Secure Sockets Layer (SSL) seems to be the answer you are looking for. Here's a quote from the Wikipedia page:

They use X.509 certificates and hence asymmetric cryptography to assure the counterparty with whom they are communicating, and to exchange a symmetric key. This session key is then used to encrypt data flowing between the parties. This allows for data/message confidentiality, and message authentication codes for message integrity and as a by-product, message authentication.

Also though, you might just want to have a look at RSA and Diffie-Hellman algorithms which can be used in a client/server model to exchange keys securely. They however, have many types of attacks attached to them; the man-in-middle is one of them, in which an intruder might just step in and steal the key. Another attack possible is the brute-force, in which an intruder might guess the key you are trying to transfer.
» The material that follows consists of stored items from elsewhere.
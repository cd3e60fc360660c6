pub mod ast;
pub mod rewrite;
pub mod weight;
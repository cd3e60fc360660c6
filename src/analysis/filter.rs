use crate::analysis::token::Token;

/// Rewrites or drops tokens in place.
pub trait TokenFilter: Send + Sync {
    fn filter(&self, tokens: &mut Vec<Token>);

    fn name(&self) -> &str;
}
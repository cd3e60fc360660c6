use std::fmt;

use serde::{Deserialize, Serialize};

/// A word in a field. Ordered by field name, then by text, both bytewise.
#[derive(Debug, Clone, PartialEq, Eq, PartialOrd, Ord, Hash, Default, Serialize, Deserialize)]
pub struct Term {
    pub field: String,
    pub text: String,
}

impl Term {
    pub fn new(field: &str, text: &str) -> Self {
        Term {
            field: field.to_string(),
            text: text.to_string(),
        }
    }

    /// Same field, different text.
    pub fn with_text(&self, text: &str) -> Self {
        Term {
            field: self.field.clone(),
            text: text.to_string(),
        }
    }
}

impl fmt::Display for Term {
    fn fmt(&self, f: &mut fmt::Formatter<'_>) -> fmt::Result {
        write!(f, "{}:{}", self.field, self.text)
    }
}

/// Dictionary entry payload for one term.
#[derive(Debug, Clone, Copy, PartialEq, Eq, Default)]
pub struct TermInfo {
    pub doc_freq: u32,
    pub freq_pointer: u64,
    pub prox_pointer: u64,
    /// Distance from `freq_pointer` to the skip data; 0 when the term has no skips.
    pub skip_offset: u32,
}

#[cfg(test)]
mod tests {
    use super::*;

    #[test]
    fn field_orders_before_text() {
        let mut terms = vec![
            Term::new("title", "apple"),
            Term::new("body", "zebra"),
            Term::new("body", "Zebra"),
            Term::new("body", ""),
        ];
        terms.sort();
        assert_eq!(
            terms,
            vec![
                Term::new("body", ""),
                Term::new("body", "Zebra"),
                Term::new("body", "zebra"),
                Term::new("title", "apple"),
            ]
        );
    }
}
If you want to exchange keys securely using these algorithms, make sure you hash them using the MD-5 or SHA-X algorithms. You can even encrypt them if you have space, using DES/Double DES/Triple DES, or AES-128/192/256 encryption algorithms.

Read through this:

Before a client and server can begin to exchange information protected by TLS, they must securely exchange or agree upon an encryption key and a cipher to use when encrypting data. Among the methods used for key exchange/agreement are: public and private keys generated with RSA (denoted TLS_RSA in the TLS handshake protocol), Diffie-Hellman (denoted TLS_DH in the TLS handshake protocol), ephemeral Diffie-Hellman (denoted TLS_DHE in the handshake protocol), Elliptic Curve Diffie-Hellman (denoted TLS_ECDH), ephemeral Elliptic Curve Diffie-Hellman (TLS_ECDHE), anonymous Diffie-Hellman (TLS_DH_anon), and PSK (TLS_PSK). The TLS_DH_anon key agreement method does not authenticate the server or the user and hence is rarely used. Only TLS_DHE and TLS_ECDHE provide forward secrecy. Public key certificates used during exchange/agreement also vary in the size of the public/private encryption keys used during the exchange and hence the robustness of the security provided. In July 2013, Google announced that it would no longer use 1024 bit public keys and would switch instead to 2048 bit keys to increase the security of the TLS encryption it provides to its users.